- [Stored items]
◆ ◆ ◆ ◆ ◆
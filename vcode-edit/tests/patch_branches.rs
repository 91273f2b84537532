//! File-level behaviour of `patch` / `patch_manifest`.

use camino::{Utf8Path, Utf8PathBuf};
use fs_err as fs;
use pretty_assertions::assert_eq;
use tempfile::TempDir;
use vcode_edit::{MalformedManifest, PatchError, PatchOptions, PatchOutcome, patch, patch_manifest};
use vcode_types::diagnostics::{RecordingDiagnostics, Severity};
use vcode_types::report::FailureKind;

const MANIFEST: &str = r#"<?xml version="1.0" encoding="utf-8"?>
<manifest xmlns:android="http://schemas.android.com/apk/res/android"
    package="com.example"
    android:versionCode="1">
    <application />
</manifest>
"#;

fn sandbox() -> (TempDir, Utf8PathBuf) {
    let temp = TempDir::new().expect("temp dir");
    let root = Utf8PathBuf::from_path_buf(temp.path().to_path_buf()).expect("utf8 temp");
    (temp, root)
}

fn write(path: &Utf8Path, contents: &str) {
    if let Some(parent) = path.parent() {
        fs::create_dir_all(parent).expect("create parent");
    }
    fs::write(path, contents).expect("write fixture");
}

#[test]
fn missing_file_is_a_noop() {
    let (_temp, root) = sandbox();
    let path = root.join("merged/AndroidManifest.xml");
    let diag = RecordingDiagnostics::new();

    let outcome = patch(&path, 42, &diag).expect("missing is not an error");

    assert_eq!(outcome, PatchOutcome::Missing);
    assert!(!path.exists());
    assert!(!root.join("merged").exists());
    assert_eq!(diag.count(Severity::Debug), 1);
}

#[test]
fn patches_exact_value_and_preserves_rest() {
    let (_temp, root) = sandbox();
    let path = root.join("AndroidManifest.xml");
    write(&path, MANIFEST);

    let outcome = patch(&path, 42, &RecordingDiagnostics::new()).expect("patch");

    let after = fs::read_to_string(&path).expect("read back");
    assert_eq!(after, MANIFEST.replace("android:versionCode=\"1\"", "android:versionCode=\"42\""));
    match outcome {
        PatchOutcome::Updated {
            previous,
            diff,
            written,
        } => {
            assert_eq!(previous.as_deref(), Some("1"));
            assert!(written);
            assert!(diff.contains("+    android:versionCode=\"42\">"));
        }
        other => panic!("unexpected outcome {other:?}"),
    }
}

#[test]
fn second_pass_is_byte_identical() {
    let (_temp, root) = sandbox();
    let path = root.join("AndroidManifest.xml");
    write(&path, MANIFEST);

    patch(&path, 7, &RecordingDiagnostics::new()).expect("first pass");
    let first = fs::read(&path).expect("read first");
    let outcome = patch(&path, 7, &RecordingDiagnostics::new()).expect("second pass");
    let second = fs::read(&path).expect("read second");

    assert_eq!(outcome, PatchOutcome::Unchanged);
    assert_eq!(first, second);
}

#[test]
fn malformed_file_is_left_untouched() {
    let (_temp, root) = sandbox();
    let path = root.join("AndroidManifest.xml");
    let broken = "<manifest xmlns:android=\"http://schemas.android.com/apk/res/android\" android:versionCode=\"1\"><application>";
    write(&path, broken);
    let diag = RecordingDiagnostics::new();

    let err = patch(&path, 42, &diag).unwrap_err();

    assert_eq!(err.failure_kind(), FailureKind::MalformedManifest);
    assert!(matches!(
        err,
        PatchError::Malformed {
            source: MalformedManifest::Unclosed { .. },
            ..
        }
    ));
    assert_eq!(fs::read_to_string(&path).expect("read"), broken);
    assert_eq!(diag.count(Severity::Error), 1);
}

#[test]
fn empty_file_is_malformed() {
    let (_temp, root) = sandbox();
    let path = root.join("AndroidManifest.xml");
    write(&path, "");

    let err = patch(&path, 1, &RecordingDiagnostics::new()).unwrap_err();
    assert!(matches!(
        err,
        PatchError::Malformed {
            source: MalformedManifest::NoRootElement,
            ..
        }
    ));
}

#[test]
fn non_utf8_is_malformed() {
    let (_temp, root) = sandbox();
    let path = root.join("AndroidManifest.xml");
    fs::write(&path, [0x3c, 0xff, 0xfe, 0x3e]).expect("write bytes");

    let err = patch(&path, 1, &RecordingDiagnostics::new()).unwrap_err();
    assert!(matches!(
        err,
        PatchError::Malformed {
            source: MalformedManifest::NotUtf8,
            ..
        }
    ));
}

#[test]
fn malformed_sibling_does_not_affect_valid_one() {
    let (_temp, root) = sandbox();
    let good = root.join("merged/AndroidManifest.xml");
    let bad = root.join("bundle/AndroidManifest.xml");
    write(&good, MANIFEST);
    write(&bad, "<manifest");

    let diag = RecordingDiagnostics::new();
    let results: Vec<_> = [&bad, &good].iter().map(|p| patch(p, 5, &diag)).collect();

    assert!(results[0].is_err());
    assert!(matches!(results[1], Ok(PatchOutcome::Updated { .. })));
    assert!(fs::read_to_string(&good).expect("read").contains("android:versionCode=\"5\""));
    assert_eq!(fs::read_to_string(&bad).expect("read"), "<manifest");
}

#[test]
fn dry_run_reports_diff_without_writing() {
    let (_temp, root) = sandbox();
    let path = root.join("AndroidManifest.xml");
    write(&path, MANIFEST);
    let opts = PatchOptions {
        dry_run: true,
        ..PatchOptions::default()
    };

    let outcome = patch_manifest(&path, 99, &opts, &RecordingDiagnostics::new()).expect("dry run");

    assert!(matches!(outcome, PatchOutcome::Updated { written: false, .. }));
    assert_eq!(fs::read_to_string(&path).expect("read"), MANIFEST);
}

#[test]
fn backup_keeps_original() {
    let (_temp, root) = sandbox();
    let path = root.join("AndroidManifest.xml");
    write(&path, MANIFEST);
    let opts = PatchOptions {
        backup_enabled: true,
        backup_suffix: ".orig".to_string(),
        ..PatchOptions::default()
    };

    patch_manifest(&path, 3, &opts, &RecordingDiagnostics::new()).expect("patch");

    let backup = root.join("AndroidManifest.xml.orig");
    assert_eq!(fs::read_to_string(&backup).expect("read backup"), MANIFEST);
    assert!(fs::read_to_string(&path).expect("read").contains("android:versionCode=\"3\""));
}

#[test]
fn unchanged_file_gets_no_backup() {
    let (_temp, root) = sandbox();
    let path = root.join("AndroidManifest.xml");
    write(&path, MANIFEST);
    let opts = PatchOptions {
        backup_enabled: true,
        ..PatchOptions::default()
    };

    let outcome = patch_manifest(&path, 1, &opts, &RecordingDiagnostics::new()).expect("patch");

    assert_eq!(outcome, PatchOutcome::Unchanged);
    assert!(!root.join("AndroidManifest.xml.vcode.bak").exists());
}

#[test]
fn directory_at_path_is_a_read_failure() {
    let (_temp, root) = sandbox();
    let path = root.join("AndroidManifest.xml");
    fs::create_dir_all(&path).expect("mkdir");

    let err = patch(&path, 1, &RecordingDiagnostics::new()).unwrap_err();
    assert_eq!(err.failure_kind(), FailureKind::ReadFailure);
}
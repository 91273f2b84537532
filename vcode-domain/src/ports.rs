//! Host capability surface consumed by the locator.
//!
//! The packaging pipeline owns variants and their manifest steps; vcode only
//! reads them through these traits. Which output conventions a step supports is
//! a query over the closed [`StepProperty`] set rather than ad-hoc presence
//! checks.

use camino::Utf8PathBuf;
use std::fmt;
use vcode_types::candidate::CandidateSource;

/// A filesystem location exposed by a manifest step.
///
/// Some pipeline versions hand out the path directly, others a provider that
/// is only meaningful once configuration has settled.
pub enum PathRef {
    Eager(Utf8PathBuf),
    Lazy(Box<dyn Fn() -> anyhow::Result<Utf8PathBuf> + Send + Sync>),
}

impl PathRef {
    pub fn eager(path: impl Into<Utf8PathBuf>) -> Self {
        PathRef::Eager(path.into())
    }

    pub fn lazy<F>(provider: F) -> Self
    where
        F: Fn() -> anyhow::Result<Utf8PathBuf> + Send + Sync + 'static,
    {
        PathRef::Lazy(Box::new(provider))
    }

    pub fn resolve(&self) -> anyhow::Result<Utf8PathBuf> {
        match self {
            PathRef::Eager(path) => Ok(path.clone()),
            PathRef::Lazy(provider) => provider(),
        }
    }
}

impl fmt::Debug for PathRef {
    fn fmt(&self, f: &mut fmt::Formatter<'_>) -> fmt::Result {
        match self {
            PathRef::Eager(path) => f.debug_tuple("Eager").field(path).finish(),
            PathRef::Lazy(_) => f.write_str("Lazy(..)"),
        }
    }
}

/// Output properties a manifest step may expose.
#[derive(Debug, Clone, Copy, PartialEq, Eq, Hash, PartialOrd, Ord)]
pub enum StepProperty {
    ManifestOutputDirectory,
    ManifestOutputFile,
    BundleManifestOutputDirectory,
    MetadataFeatureManifestOutputDirectory,
    InstantAppManifestOutputDirectory,
}

impl StepProperty {
    /// Split-manifest locations, probed in this order regardless of the primary shape.
    pub const AUXILIARY: [StepProperty; 3] = [
        StepProperty::BundleManifestOutputDirectory,
        StepProperty::MetadataFeatureManifestOutputDirectory,
        StepProperty::InstantAppManifestOutputDirectory,
    ];

    pub const ALL: [StepProperty; 5] = [
        StepProperty::ManifestOutputDirectory,
        StepProperty::ManifestOutputFile,
        StepProperty::BundleManifestOutputDirectory,
        StepProperty::MetadataFeatureManifestOutputDirectory,
        StepProperty::InstantAppManifestOutputDirectory,
    ];

    /// Property name as the host pipeline spells it.
    pub fn host_name(self) -> &'static str {
        match self {
            StepProperty::ManifestOutputDirectory => "manifestOutputDirectory",
            StepProperty::ManifestOutputFile => "manifestOutputFile",
            StepProperty::BundleManifestOutputDirectory => "bundleManifestOutputDirectory",
            StepProperty::MetadataFeatureManifestOutputDirectory => {
                "metadataFeatureManifestOutputDirectory"
            }
            StepProperty::InstantAppManifestOutputDirectory => {
                "instantAppManifestOutputDirectory"
            }
        }
    }

    /// Whether the property names a directory holding `AndroidManifest.xml`.
    pub fn is_directory(self) -> bool {
        !matches!(self, StepProperty::ManifestOutputFile)
    }

    pub fn candidate_source(self) -> CandidateSource {
        match self {
            StepProperty::ManifestOutputDirectory => CandidateSource::OutputDirectory,
            StepProperty::ManifestOutputFile => CandidateSource::OutputFile,
            StepProperty::BundleManifestOutputDirectory => CandidateSource::BundleManifest,
            StepProperty::MetadataFeatureManifestOutputDirectory => {
                CandidateSource::MetadataFeatureManifest
            }
            StepProperty::InstantAppManifestOutputDirectory => CandidateSource::InstantAppManifest,
        }
    }
}

/// Direct version-code override offered by some pipeline versions in place of
/// a manifest file.
pub trait VersionCodeSink {
    fn set_version_code_override(&self, value: u32) -> anyhow::Result<()>;
}

/// One manifest-processing step of a variant.
pub trait ManifestStep {
    fn name(&self) -> &str;

    fn property(&self, property: StepProperty) -> Option<&PathRef>;

    fn version_code_sink(&self) -> Option<&dyn VersionCodeSink> {
        None
    }
}

/// One packaging configuration's primary output.
pub trait VariantOutput {
    fn name(&self) -> &str;

    fn manifest_steps(&self) -> Vec<&dyn ManifestStep>;

    /// Steps that read the generated manifest (resource processing, bundling).
    fn manifest_consumers(&self) -> Vec<String> {
        Vec::new()
    }
}

/// Kind of project the variants belong to.
#[derive(Debug, Clone, PartialEq, Eq, Hash)]
pub enum TargetKind {
    Application,
    DynamicFeature,
    Library,
    Test,
    Other(String),
}

impl TargetKind {
    pub fn parse(raw: &str) -> Self {
        match raw.trim().to_ascii_lowercase().replace('_', "-").as_str() {
            "application" | "app" => TargetKind::Application,
            "dynamic-feature" | "dynamicfeature" => TargetKind::DynamicFeature,
            "library" | "lib" => TargetKind::Library,
            "test" => TargetKind::Test,
            _ => TargetKind::Other(raw.trim().to_string()),
        }
    }

    pub fn as_str(&self) -> &str {
        match self {
            TargetKind::Application => "application",
            TargetKind::DynamicFeature => "dynamic-feature",
            TargetKind::Library => "library",
            TargetKind::Test => "test",
            TargetKind::Other(raw) => raw,
        }
    }

    /// Only targets that package an application carry a version code.
    pub fn is_packaging_target(&self) -> bool {
        matches!(self, TargetKind::Application | TargetKind::DynamicFeature)
    }
}
//! Clap-free settings for plan and apply pipelines.

/// Settings for the plan pipeline.
#[derive(Debug, Clone, Default)]
pub struct PlanSettings {
    // Override inputs, raw as received from the environment.
    pub legacy_build_version: Option<String>,
    pub current_build_version: Option<String>,

    /// Record direct version-code overrides instead of invoking them.
    pub dry_run: bool,
}

/// Settings for the apply pipeline.
#[derive(Debug, Clone)]
pub struct ApplySettings {
    // Apply behaviour
    pub dry_run: bool,

    // Backups
    pub backup_enabled: bool,
    pub backup_suffix: String,
}

impl Default for ApplySettings {
    fn default() -> Self {
        Self {
            dry_run: false,
            backup_enabled: false,
            backup_suffix: ".vcode.bak".to_string(),
        }
    }
}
◆ ◆ ◆ ◆ ◆
- [Work instruction]
Report each line in the data that holds the word "replace".

- [Problem solution]
    assert_eq!(after, MANIFEST.replace("android:versionCode=\"1\"", "android:versionCode=\"42\""));
        match raw.trim().to_ascii_lowercase().replace('_', "-").as_str() {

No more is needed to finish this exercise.